- [Record excerpts]:
──────────

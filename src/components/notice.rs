use gloo_timers::future::sleep;
use leptos::*;
use std::time::Duration;
use wasm_bindgen_futures::spawn_local;

const AUTO_HIDE: Duration = Duration::from_secs(5);

/// Inline feedback message shown next to a form.
#[derive(Debug, Clone, PartialEq)]
pub struct Notice {
    pub text: String,
    pub is_error: bool,
}

impl Notice {
    pub fn success(text: impl Into<String>) -> Self {
        Notice { text: text.into(), is_error: false }
    }

    pub fn error(text: impl Into<String>) -> Self {
        Notice { text: text.into(), is_error: true }
    }
}

/// Shows a notice and schedules it to disappear after five seconds.
pub fn show_notice(set_notice: WriteSignal<Option<Notice>>, notice: Notice) {
    set_notice.set(Some(notice));
    spawn_local(async move {
        sleep(AUTO_HIDE).await;
        // The page may have been torn down before the timer fires.
        let _ = set_notice.try_set(None);
    });
}

#[component]
pub fn NoticeView(notice: ReadSignal<Option<Notice>>) -> impl IntoView {
    move || {
        notice.get().map(|notice| {
            let class = if notice.is_error { "error-message" } else { "success-message" };
            view! { <p class=class>{notice.text}</p> }
        })
    }
}
/// Standalone review page. Requires a session and a target place id before
/// any form wiring happens; a successful submission bounces back to the
/// details page after a short pause.
use gloo_timers::future::sleep;
use leptos::*;
use leptos_router::{use_navigate, use_query_map};
use std::time::Duration;
use urlencoding::encode;
use wasm_bindgen_futures::spawn_local;

use crate::components::review_form::ReviewForm;
use crate::session;

const REDIRECT_DELAY: Duration = Duration::from_secs(2);

#[component]
pub fn AddReviewPage() -> impl IntoView {
    // The redirect does not stop execution, so keep going defensively; the
    // form re-checks the session again at submit time.
    let _ = session::check_or_redirect();

    let query = use_query_map();
    let place_id = query.with_untracked(|params| params.get("id").cloned());

    let Some(place_id) = place_id else {
        return view! {
            <section id="add-review">
                <h2>{ "Add a Review" }</h2>
                <p class="error-message">{ "Place ID is missing from URL." }</p>
            </section>
        }
        .into_view();
    };

    let navigate = use_navigate();
    let details_url = format!("/place?id={}", encode(&place_id));
    let on_submitted = Callback::new(move |_: ()| {
        let navigate = navigate.clone();
        let details_url = details_url.clone();
        spawn_local(async move {
            sleep(REDIRECT_DELAY).await;
            navigate(&details_url, Default::default());
        });
    });

    view! {
        <section id="add-review">
            <h2>{ "Add a Review" }</h2>
            <ReviewForm place_id=place_id on_submitted=on_submitted/>
        </section>
    }
    .into_view()
}
/// Cookie-backed session store. The API hands out an opaque bearer token on
/// login; it lives in the `token` cookie and nothing here inspects it.
use leptos::logging::log;
use wasm_bindgen::JsCast;
use web_sys::HtmlDocument;

pub const TOKEN_COOKIE: &str = "token";

fn html_document() -> Option<HtmlDocument> {
    web_sys::window()?.document()?.dyn_into::<HtmlDocument>().ok()
}

/// Looks up `name` in a raw `Cookie`-style header string.
pub fn cookie_value(cookies: &str, name: &str) -> Option<String> {
    cookies.split(';').find_map(|pair| {
        let (key, value) = pair.trim().split_once('=')?;
        (key == name).then(|| value.to_string())
    })
}

/// Current session token, or `None` when unauthenticated.
pub fn token() -> Option<String> {
    let document = html_document()?;
    let cookies = document.cookie().ok()?;
    cookie_value(&cookies, TOKEN_COOKIE).filter(|t| !t.is_empty())
}

/// Stores the session token with an explicit expiry `ttl_days` from now.
pub fn set_token(token: &str, ttl_days: u32) {
    let expires = js_sys::Date::new_0();
    expires.set_time(expires.get_time() + f64::from(ttl_days) * 24.0 * 60.0 * 60.0 * 1000.0);
    let cookie = format!(
        "{}={}; expires={}; path=/; SameSite=Lax",
        TOKEN_COOKIE,
        token,
        expires.to_utc_string()
    );
    write_cookie(&cookie);
}

/// Clears the session by overwriting the cookie with a past expiry.
pub fn delete_token() {
    let cookie = format!(
        "{}=; expires=Thu, 01 Jan 1970 00:00:00 UTC; path=/; SameSite=Lax",
        TOKEN_COOKIE
    );
    write_cookie(&cookie);
}

/// Returns the token if present, otherwise kicks the browser to the login
/// page and returns `None`. The redirect does not halt the current task, so
/// callers must bail out on `None` themselves.
pub fn check_or_redirect() -> Option<String> {
    let token = token();
    if token.is_none() {
        log!("[SESSION] No token, redirecting to login");
        if let Some(window) = web_sys::window() {
            let _ = window.location().set_href("/login");
        }
    }
    token
}

fn write_cookie(cookie: &str) {
    if let Some(document) = html_document() {
        if document.set_cookie(cookie).is_err() {
            leptos::logging::error!("[SESSION] Failed to write cookie");
        }
    }
}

──────────

- [Your objective]: Where does the word "before" appear in the listing above? Copy every line that holds it.

- [Answer for the task]:
        // The page may have been torn down before the timer fires.
/// Standalone review page. Requires a session and a target place id before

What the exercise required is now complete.